Internal email shows sales director telling agents to “get ahead” of slowing economy

Douglas Elliman's Alfred Renna (Douglas Elliman, iStock, Illustration by Kevin Cifuentes for The Real Deal)
Douglas Elliman's Alfred Renna (Douglas Elliman, iStock, Illustration by Kevin Cifuentes for The Real Deal)

In preparation for a cooling market, Douglas Elliman has warned New York City agents to advise sellers to consider price adjustments.

In an email to staff obtained by The Real Deal, Alfred Renna, a sales director at the company, cited interest rate hikes and the softening economy to come.

“If possible, it’s best to get ahead of this direction and not ‘chase the market down,’” Renna wrote. “Your sellers may want to consider price adjustments sooner rather than take a wait and see approach.”
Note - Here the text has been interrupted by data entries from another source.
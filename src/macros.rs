/// Helper macro for reading locked items
///
/// A poisoned lock is recovered, guarded values are only ever replaced as a whole.
///
/// ```rust, ignore
///  let data = read_lock!(my_rwlock);
///  println!("{:?}", data);
/// ```
macro_rules! read_lock {
    ($rwlock:expr) => {
        $rwlock
            .read()
            .unwrap_or_else(std::sync::PoisonError::into_inner)
    };
}

/// Helper macro for writing to locked items
///
/// ```rust, ignore
///  let mut data = write_lock!(my_rwlock);
///  *data = None;
/// ```
macro_rules! write_lock {
    ($rwlock:expr) => {
        $rwlock
            .write()
            .unwrap_or_else(std::sync::PoisonError::into_inner)
    };
}
use std::{fmt, sync::Arc};

/// Qualified identifier of a named type, e.g. `java.util.List`
///
/// Cloning is cheap, the name is shared behind an `Arc<str>`.
#[derive(Debug, Clone, PartialEq, Eq, Hash, PartialOrd, Ord)]
pub struct TypeId(Arc<str>);

impl TypeId {
    /// Create a new `TypeId` from its qualified name
    ///
    /// ## Arguments
    /// * 'name' - The fully qualified name of the type
    pub fn new(name: impl AsRef<str>) -> Self {
        TypeId(Arc::from(name.as_ref()))
    }

    /// The fully qualified name
    #[must_use]
    pub fn as_str(&self) -> &str {
        &self.0
    }

    /// The name without its qualifying path
    ///
    /// Everything up to the last `.` (package separator) or `$` (nested type separator) is
    /// stripped: `java.util.Map$Entry` becomes `Entry`.
    #[must_use]
    pub fn short_name(&self) -> &str {
        match self.0.rfind(['.', '$']) {
            Some(index) => &self.0[index + 1..],
            None => &self.0,
        }
    }
}

impl fmt::Display for TypeId {
    fn fmt(&self, f: &mut fmt::Formatter<'_>) -> fmt::Result {
        f.write_str(&self.0)
    }
}

impl From<&str> for TypeId {
    fn from(name: &str) -> Self {
        TypeId::new(name)
    }
}

impl From<String> for TypeId {
    fn from(name: String) -> Self {
        TypeId(Arc::from(name))
    }
}

/// The declaration that introduces a type variable
#[derive(Debug, Clone, PartialEq, Eq, Hash, PartialOrd, Ord)]
pub enum VariableSite {
    /// Type parameter of a generic class or interface
    Type(TypeId),
    /// Type parameter of a generic method
    Method {
        /// The type declaring the method
        owner: TypeId,
        /// The method name
        method: String,
    },
}

impl VariableSite {
    /// The type this site belongs to (the declaring type for method sites)
    #[must_use]
    pub fn owner(&self) -> &TypeId {
        match self {
            VariableSite::Type(type_id) => type_id,
            VariableSite::Method { owner, .. } => owner,
        }
    }
}

impl fmt::Display for VariableSite {
    fn fmt(&self, f: &mut fmt::Formatter<'_>) -> fmt::Result {
        match self {
            VariableSite::Type(type_id) => write!(f, "{type_id}"),
            VariableSite::Method { owner, method } => write!(f, "{owner}#{method}"),
        }
    }
}

/// Represents a single type occurrence: a field type, a parameter, a supertype expression or
/// a resolved binding
///
/// Shapes are plain values. Two shapes are equal if their variant and all of their fields
/// match recursively.
#[derive(Debug, Clone, PartialEq, Eq, Hash)]
pub enum TypeShape {
    /// A named type, optionally with type arguments
    ///
    /// Empty `type_arguments` mean the type is either not generic or used raw.
    Named {
        /// The referenced type
        type_id: TypeId,
        /// The actual type arguments, in declaration order
        type_arguments: Vec<TypeShape>,
    },
    /// Array of the contained element shape
    Array(Box<TypeShape>),
    /// Reference to a declared type variable
    Variable {
        /// Where the variable is declared
        declared_on: VariableSite,
        /// The declared name
        name: String,
    },
    /// Wildcard type argument
    Wildcard {
        /// `? extends ...` bounds
        upper_bounds: Vec<TypeShape>,
        /// `? super ...` bounds
        lower_bounds: Vec<TypeShape>,
    },
}

impl TypeShape {
    /// A named type without type arguments
    ///
    /// ## Arguments
    /// * 'type_id' - The referenced type
    pub fn named(type_id: impl Into<TypeId>) -> Self {
        TypeShape::Named {
            type_id: type_id.into(),
            type_arguments: Vec::new(),
        }
    }

    /// A named type with type arguments
    ///
    /// ## Arguments
    /// * 'type_id'         - The referenced type
    /// * 'type_arguments'  - The actual arguments, in declaration order
    pub fn parameterized(type_id: impl Into<TypeId>, type_arguments: Vec<TypeShape>) -> Self {
        TypeShape::Named {
            type_id: type_id.into(),
            type_arguments,
        }
    }

    /// An array of `element`
    #[must_use]
    pub fn array(element: TypeShape) -> Self {
        TypeShape::Array(Box::new(element))
    }

    /// A type variable declared on a class or interface
    ///
    /// ## Arguments
    /// * 'declared_on' - The type declaring the variable
    /// * 'name'        - The variable name
    pub fn variable(declared_on: impl Into<TypeId>, name: impl Into<String>) -> Self {
        TypeShape::Variable {
            declared_on: VariableSite::Type(declared_on.into()),
            name: name.into(),
        }
    }

    /// A type variable declared on a generic method
    ///
    /// ## Arguments
    /// * 'owner'   - The type declaring the method
    /// * 'method'  - The method declaring the variable
    /// * 'name'    - The variable name
    pub fn method_variable(
        owner: impl Into<TypeId>,
        method: impl Into<String>,
        name: impl Into<String>,
    ) -> Self {
        TypeShape::Variable {
            declared_on: VariableSite::Method {
                owner: owner.into(),
                method: method.into(),
            },
            name: name.into(),
        }
    }

    /// A wildcard with explicit bound lists
    #[must_use]
    pub fn wildcard(upper_bounds: Vec<TypeShape>, lower_bounds: Vec<TypeShape>) -> Self {
        TypeShape::Wildcard {
            upper_bounds,
            lower_bounds,
        }
    }

    /// The unbounded wildcard `?`
    #[must_use]
    pub fn unbounded() -> Self {
        TypeShape::wildcard(Vec::new(), Vec::new())
    }

    /// The wildcard `? extends bound`
    #[must_use]
    pub fn extends(bound: TypeShape) -> Self {
        TypeShape::wildcard(vec![bound], Vec::new())
    }

    /// The wildcard `? super bound`
    #[must_use]
    pub fn super_of(bound: TypeShape) -> Self {
        TypeShape::wildcard(Vec::new(), vec![bound])
    }

    /// Returns `true` for array shapes
    #[must_use]
    pub fn is_array(&self) -> bool {
        matches!(self, TypeShape::Array(_))
    }

    /// Returns `true` for named shapes carrying at least one type argument
    #[must_use]
    pub fn is_parameterized(&self) -> bool {
        matches!(self, TypeShape::Named { type_arguments, .. } if !type_arguments.is_empty())
    }

    /// Returns `true` for type variable references
    #[must_use]
    pub fn is_variable(&self) -> bool {
        matches!(self, TypeShape::Variable { .. })
    }

    /// Returns `true` for wildcards
    #[must_use]
    pub fn is_wildcard(&self) -> bool {
        matches!(self, TypeShape::Wildcard { .. })
    }

    /// Returns `true` for named shapes without type arguments
    #[must_use]
    pub fn is_plain(&self) -> bool {
        matches!(self, TypeShape::Named { type_arguments, .. } if type_arguments.is_empty())
    }

    /// The referenced type of a named shape
    #[must_use]
    pub fn type_id(&self) -> Option<&TypeId> {
        match self {
            TypeShape::Named { type_id, .. } => Some(type_id),
            _ => None,
        }
    }

    /// Short description of the variant, used in error messages
    #[must_use]
    pub fn kind(&self) -> &'static str {
        match self {
            TypeShape::Named { type_arguments, .. } if type_arguments.is_empty() => "named",
            TypeShape::Named { .. } => "parameterized",
            TypeShape::Array(_) => "array",
            TypeShape::Variable { .. } => "variable",
            TypeShape::Wildcard { .. } => "wildcard",
        }
    }

    /// Replace variables with their bindings
    ///
    /// `lookup` is asked for every variable occurrence; variables it does not know are kept
    /// as they are. The input shape is never modified.
    ///
    /// ## Arguments
    /// * 'lookup' - Returns the binding of a variable, if any
    #[must_use]
    pub fn substitute<F>(&self, lookup: &F) -> TypeShape
    where
        F: Fn(&VariableSite, &str) -> Option<TypeShape>,
    {
        match self {
            TypeShape::Named {
                type_id,
                type_arguments,
            } => TypeShape::Named {
                type_id: type_id.clone(),
                type_arguments: type_arguments
                    .iter()
                    .map(|argument| argument.substitute(lookup))
                    .collect(),
            },
            TypeShape::Array(element) => TypeShape::Array(Box::new(element.substitute(lookup))),
            TypeShape::Variable { declared_on, name } => {
                lookup(declared_on, name).unwrap_or_else(|| self.clone())
            }
            TypeShape::Wildcard {
                upper_bounds,
                lower_bounds,
            } => TypeShape::Wildcard {
                upper_bounds: upper_bounds.iter().map(|b| b.substitute(lookup)).collect(),
                lower_bounds: lower_bounds.iter().map(|b| b.substitute(lookup)).collect(),
            },
        }
    }
}

impl fmt::Display for TypeShape {
    fn fmt(&self, f: &mut fmt::Formatter<'_>) -> fmt::Result {
        match self {
            TypeShape::Named {
                type_id,
                type_arguments,
            } => {
                write!(f, "{type_id}")?;
                if !type_arguments.is_empty() {
                    f.write_str("<")?;
                    for (index, argument) in type_arguments.iter().enumerate() {
                        if index > 0 {
                            f.write_str(", ")?;
                        }
                        write!(f, "{argument}")?;
                    }
                    f.write_str(">")?;
                }
                Ok(())
            }
            TypeShape::Array(element) => write!(f, "{element}[]"),
            TypeShape::Variable { name, .. } => f.write_str(name),
            TypeShape::Wildcard {
                upper_bounds,
                lower_bounds,
            } => {
                f.write_str("?")?;
                write_bounds(f, " extends ", upper_bounds)?;
                write_bounds(f, " super ", lower_bounds)
            }
        }
    }
}

fn write_bounds(f: &mut fmt::Formatter<'_>, marker: &str, bounds: &[TypeShape]) -> fmt::Result {
    if bounds.is_empty() {
        return Ok(());
    }

    f.write_str(marker)?;
    for (index, bound) in bounds.iter().enumerate() {
        if index > 0 {
            f.write_str(" & ")?;
        }
        write!(f, "{bound}")?;
    }
    Ok(())
}

#[cfg(test)]
mod tests {
    use super::*;

    #[test]
    fn test_short_name() {
        assert_eq!(TypeId::new("java.util.List").short_name(), "List");
        assert_eq!(TypeId::new("java.util.Map$Entry").short_name(), "Entry");
        assert_eq!(TypeId::new("int").short_name(), "int");
    }

    #[test]
    fn test_variable_identity_includes_site() {
        let first = TypeShape::variable("demo.Pair", "T");
        let second = TypeShape::variable("demo.Entry", "T");
        let method = TypeShape::method_variable("demo.Pair", "get", "T");

        assert_ne!(first, second);
        assert_ne!(first, method);
        assert_eq!(first, TypeShape::variable("demo.Pair", "T"));
    }

    #[test]
    fn test_predicates() {
        let list = TypeShape::parameterized("java.util.List", vec![TypeShape::named("int")]);
        assert!(list.is_parameterized());
        assert!(!list.is_plain());
        assert!(TypeShape::named("int").is_plain());
        assert!(TypeShape::array(list.clone()).is_array());
        assert!(TypeShape::unbounded().is_wildcard());
        assert_eq!(TypeShape::array(list).kind(), "array");
    }

    #[test]
    fn test_substitute_leaves_unknown_variables() {
        let shape = TypeShape::parameterized(
            "java.util.Map",
            vec![
                TypeShape::variable("demo.Pair", "A"),
                TypeShape::array(TypeShape::variable("demo.Pair", "B")),
            ],
        );

        let substituted = shape.substitute(&|site: &VariableSite, name: &str| {
            (site == &VariableSite::Type(TypeId::new("demo.Pair")) && name == "A")
                .then(|| TypeShape::named("java.lang.Integer"))
        });

        assert_eq!(
            substituted.to_string(),
            "java.util.Map<java.lang.Integer, B[]>"
        );
        assert_eq!(shape.to_string(), "java.util.Map<A, B[]>");
    }

    #[test]
    fn test_display_wildcards() {
        assert_eq!(TypeShape::unbounded().to_string(), "?");
        assert_eq!(
            TypeShape::extends(TypeShape::named("java.lang.Number")).to_string(),
            "? extends java.lang.Number"
        );
        assert_eq!(
            TypeShape::wildcard(
                vec![TypeShape::named("A"), TypeShape::named("B")],
                vec![TypeShape::named("C")]
            )
            .to_string(),
            "? extends A & B super C"
        );
    }
}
Signed contracts data included in the email show a slight dip across indicators for Manhattan and Brooklyn. In the first two weeks of June, Manhattan signed contracts were down 34 percent year over year. Sales volume was down 21 percent, while medium sales price was up nearly 14 percent and discount was 3 percent.

Manhattan sales have been more impacted than those in Brooklyn, Renna said in the email.

Brooklyn’s signed contracts were the same from early last June, while sales volume was down 12 percent. Median sales price was up 3 percent and discount ticked down 3 percent.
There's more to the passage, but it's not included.